Monday, April 22, 2019

Article on Daisy Neves Appears in Il Centro Newspaper of Abruzzo





I am very grateful to Antonio Bini for sending a copy of the article by Walter Teti which appeared last week in Il Centro, the newspaper of Abruzzo, Italy.  What follows is my translation of the article. 

Goodbye to Daisy, Missionary of the Holy Face.  She Brought the Holy Face to the USA and the Philippines

by Walter Teti

The faithful devoted to the Holy Face are shedding tears upon the death of Mrs. Daisy Neves, born in 1938 in the Philippines and immigrant as a young child with her family to Bellevue, Washington state, in the USA.  Coming to know of the Holy Face upon reading an article about the pilgrimage of Pope Benedict XVI to Manoppello, she immediately became fervently devoted to the Sacred Icon and worked for the promotion of knowledge of it. 

Daisy proposed to the rector of the Basilica of Manoppello, Fr. Carmine Cucinelli, the first international missions to the United States, Canada and the Philippines, to the cities of Los Angeles, Las Vegas, San Francisco, Vancouver and Manila, which resulted in the enthronements of the Image of the Holy Face in churches of those localities.  The first enthronement occurred in 2014 at Nampicuan in the Philippines, which today is the goal of Christians from throughout Asia.

Daisy died as a result of an illness which appeared during the period in which she began to spread in the world knowledge and devotion to the Holy Face.  A very aggressive illness, with which she lived for more than five years, so much so that she came to say that the Holy Face prolonged her life. 

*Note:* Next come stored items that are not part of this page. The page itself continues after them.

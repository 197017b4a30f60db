//! Handlers for ASN validation, sample templates and rule introspection.
//!
//! The `/api/v1/asn` handlers wrap their payload in [`DataResponse`]; the
//! root-level legacy handlers return the bare payload.

use asn_core::samples::{self, SampleTemplate};
use asn_core::{RuleConfig, ValidationVerdict};
use axum::extract::rejection::JsonRejection;
use axum::extract::State;
use axum::Json;
use chrono::Utc;
use serde::Serialize;
use serde_json::Value;

use crate::error::{AppError, AppResult};
use crate::response::DataResponse;
use crate::state::AppState;

/// Banner returned by `GET /`.
#[derive(Debug, Serialize)]
pub struct Banner {
    pub message: &'static str,
    pub version: &'static str,
}

/// A single valid template with a caption.
#[derive(Debug, Serialize)]
pub struct SampleResponse {
    pub message: &'static str,
    pub template: Value,
}

/// Every named template, grouped by expected outcome.
#[derive(Debug, Serialize)]
pub struct SampleCatalog {
    pub valid: Vec<SampleTemplate>,
    pub invalid: Vec<SampleTemplate>,
}

/// GET /
pub async fn root() -> Json<Banner> {
    Json(Banner {
        message: "ASN Validator API - Dick's Sporting Goods Compliance",
        version: env!("CARGO_PKG_VERSION"),
    })
}

/// Run the engine over a request body.
///
/// Undecodable bodies are a 400; bodies that decode but do not form a
/// shipment document are a 422 via [`asn_core::StructuralError`]. A verdict
/// with `valid = false` is still a successful response.
fn run_validation(
    state: &AppState,
    body: Result<Json<Value>, JsonRejection>,
) -> AppResult<ValidationVerdict> {
    let Json(raw) = body.map_err(|rejection| AppError::BadRequest(rejection.body_text()))?;
    let verdict = state.engine.validate(raw)?;
    tracing::info!(
        valid = verdict.valid,
        errors = verdict.errors.len(),
        warnings = verdict.warnings.len(),
        cartons = verdict.summary.total_cartons,
        "ASN validated"
    );
    Ok(verdict)
}

/// POST /api/v1/asn/validate
pub async fn validate(
    State(state): State<AppState>,
    body: Result<Json<Value>, JsonRejection>,
) -> AppResult<Json<DataResponse<ValidationVerdict>>> {
    let verdict = run_validation(&state, body)?;
    Ok(Json(DataResponse { data: verdict }))
}

/// POST /validate-asn
pub async fn validate_legacy(
    State(state): State<AppState>,
    body: Result<Json<Value>, JsonRejection>,
) -> AppResult<Json<ValidationVerdict>> {
    run_validation(&state, body).map(Json)
}

fn current_sample() -> SampleResponse {
    SampleResponse {
        message: "Sample valid ASN template",
        template: samples::sample_document(Utc::now().date_naive()),
    }
}

/// GET /api/v1/asn/sample
pub async fn sample() -> Json<DataResponse<SampleResponse>> {
    Json(DataResponse {
        data: current_sample(),
    })
}

/// GET /sample-asn
pub async fn sample_legacy() -> Json<SampleResponse> {
    Json(current_sample())
}

/// GET /api/v1/asn/samples
pub async fn list_samples() -> Json<DataResponse<SampleCatalog>> {
    let today = Utc::now().date_naive();
    Json(DataResponse {
        data: SampleCatalog {
            valid: samples::valid_samples(today),
            invalid: samples::invalid_samples(today),
        },
    })
}

/// GET /api/v1/asn/rules
///
/// The thresholds the running engine enforces.
pub async fn rules(State(state): State<AppState>) -> Json<DataResponse<RuleConfig>> {
    Json(DataResponse {
        data: state.engine.config().clone(),
    })
}
//! Tests for `AppError` → HTTP response mapping.
//!
//! These call `IntoResponse` directly on `AppError` values; no router needed.

use asn_api::error::AppError;
use asn_api::router::panic_response;
use asn_core::{CoreError, StructuralError};
use axum::body::Body;
use axum::http::{Request, StatusCode};
use axum::response::IntoResponse;
use axum::routing::get;
use axum::Router;
use http_body_util::BodyExt;
use tower::ServiceExt;
use tower_http::catch_panic::CatchPanicLayer;

/// Helper: convert an `AppError` into its status code and parsed JSON body.
async fn error_to_response(err: AppError) -> (StatusCode, serde_json::Value) {
    let response = err.into_response();
    let status = response.status();
    let bytes = response.into_body().collect().await.unwrap().to_bytes();
    let json: serde_json::Value = serde_json::from_slice(&bytes).unwrap();
    (status, json)
}

// ---------------------------------------------------------------------------
// Test: StructuralError maps to 422 with STRUCTURAL_ERROR code and fields
// ---------------------------------------------------------------------------

#[tokio::test]
async fn structural_error_returns_422_with_fields() {
    let err = AppError::from(StructuralError::new(
        "cartons[0].ucc128_label.sscc",
        "SSCC must be exactly 18 digits",
    ));

    let (status, json) = error_to_response(err).await;

    assert_eq!(status, StatusCode::UNPROCESSABLE_ENTITY);
    assert_eq!(json["code"], "STRUCTURAL_ERROR");
    assert!(json["error"]
        .as_str()
        .unwrap()
        .contains("cartons[0].ucc128_label.sscc"));
    assert_eq!(json["fields"][0]["field"], "cartons[0].ucc128_label.sscc");
    assert_eq!(json["fields"][0]["message"], "SSCC must be exactly 18 digits");
}

// ---------------------------------------------------------------------------
// Test: AppError::BadRequest maps to 400 with BAD_REQUEST code
// ---------------------------------------------------------------------------

#[tokio::test]
async fn bad_request_error_returns_400() {
    let err = AppError::BadRequest("invalid JSON body".into());

    let (status, json) = error_to_response(err).await;

    assert_eq!(status, StatusCode::BAD_REQUEST);
    assert_eq!(json["code"], "BAD_REQUEST");
    assert_eq!(json["error"], "invalid JSON body");
}

// ---------------------------------------------------------------------------
// Test: Core config errors are sanitized 500s
// ---------------------------------------------------------------------------

#[tokio::test]
async fn core_config_error_is_sanitized() {
    let err = AppError::Core(CoreError::Config("bad profile".into()));

    let (status, json) = error_to_response(err).await;

    assert_eq!(status, StatusCode::INTERNAL_SERVER_ERROR);
    assert_eq!(json["code"], "INTERNAL_ERROR");
    assert_eq!(json["error"], "An internal error occurred");
}

// ---------------------------------------------------------------------------
// Test: AppError::InternalError hides its message
// ---------------------------------------------------------------------------

#[tokio::test]
async fn internal_error_returns_500_without_details() {
    let err = AppError::InternalError("stack trace here".into());

    let (status, json) = error_to_response(err).await;

    assert_eq!(status, StatusCode::INTERNAL_SERVER_ERROR);
    assert_eq!(json["code"], "INTERNAL_ERROR");
    assert!(!json["error"].as_str().unwrap().contains("stack trace"));
}

// ---------------------------------------------------------------------------
// Test: A panicking handler becomes a sanitized JSON 500
// ---------------------------------------------------------------------------

async fn explode() -> &'static str {
    panic!("rule table corrupted")
}

#[tokio::test]
async fn panicking_handler_returns_json_500() {
    let app = Router::new()
        .route("/boom", get(explode))
        .layer(CatchPanicLayer::custom(panic_response));

    let request = Request::builder().uri("/boom").body(Body::empty()).unwrap();
    let response = app.oneshot(request).await.unwrap();
    let status = response.status();
    let bytes = response.into_body().collect().await.unwrap().to_bytes();
    let json: serde_json::Value = serde_json::from_slice(&bytes).unwrap();

    assert_eq!(status, StatusCode::INTERNAL_SERVER_ERROR);
    assert_eq!(json["code"], "INTERNAL_ERROR");
    assert_eq!(json["error"], "An internal error occurred");
}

"The world has become poorer", wrote Fr. Carmine in his funeral message to Daisy's relatives.  During her last visit to Manoppello, accompanied by her son, she stayed at the Pilgrim Hotel adjacent to the Basilica.  She wished to spend a week in contemplation of the Face of Jesus.  Until just a few days before returning to the Lord she contemplated the Holy Face on a video she made with her cellphone. 

Fr Carmine has conferred on her the tile of "Missionary of the Holy Face".



Thursday, April 18, 2019

Seeing Christ's Love in His Holy Face



photo by CNS/Paul Haring
This article by Kathryn Jean Lopez originally appeared on the website of the weekly publication of the Archdiocese of Los Angeles:  Angelus News at https://angelusnews.com/voices/kathryn-jean-lopez/seeing-christs-love-in-his-holy-face.  Thanks to Editor Pablo Kay for giving permission to post the article here.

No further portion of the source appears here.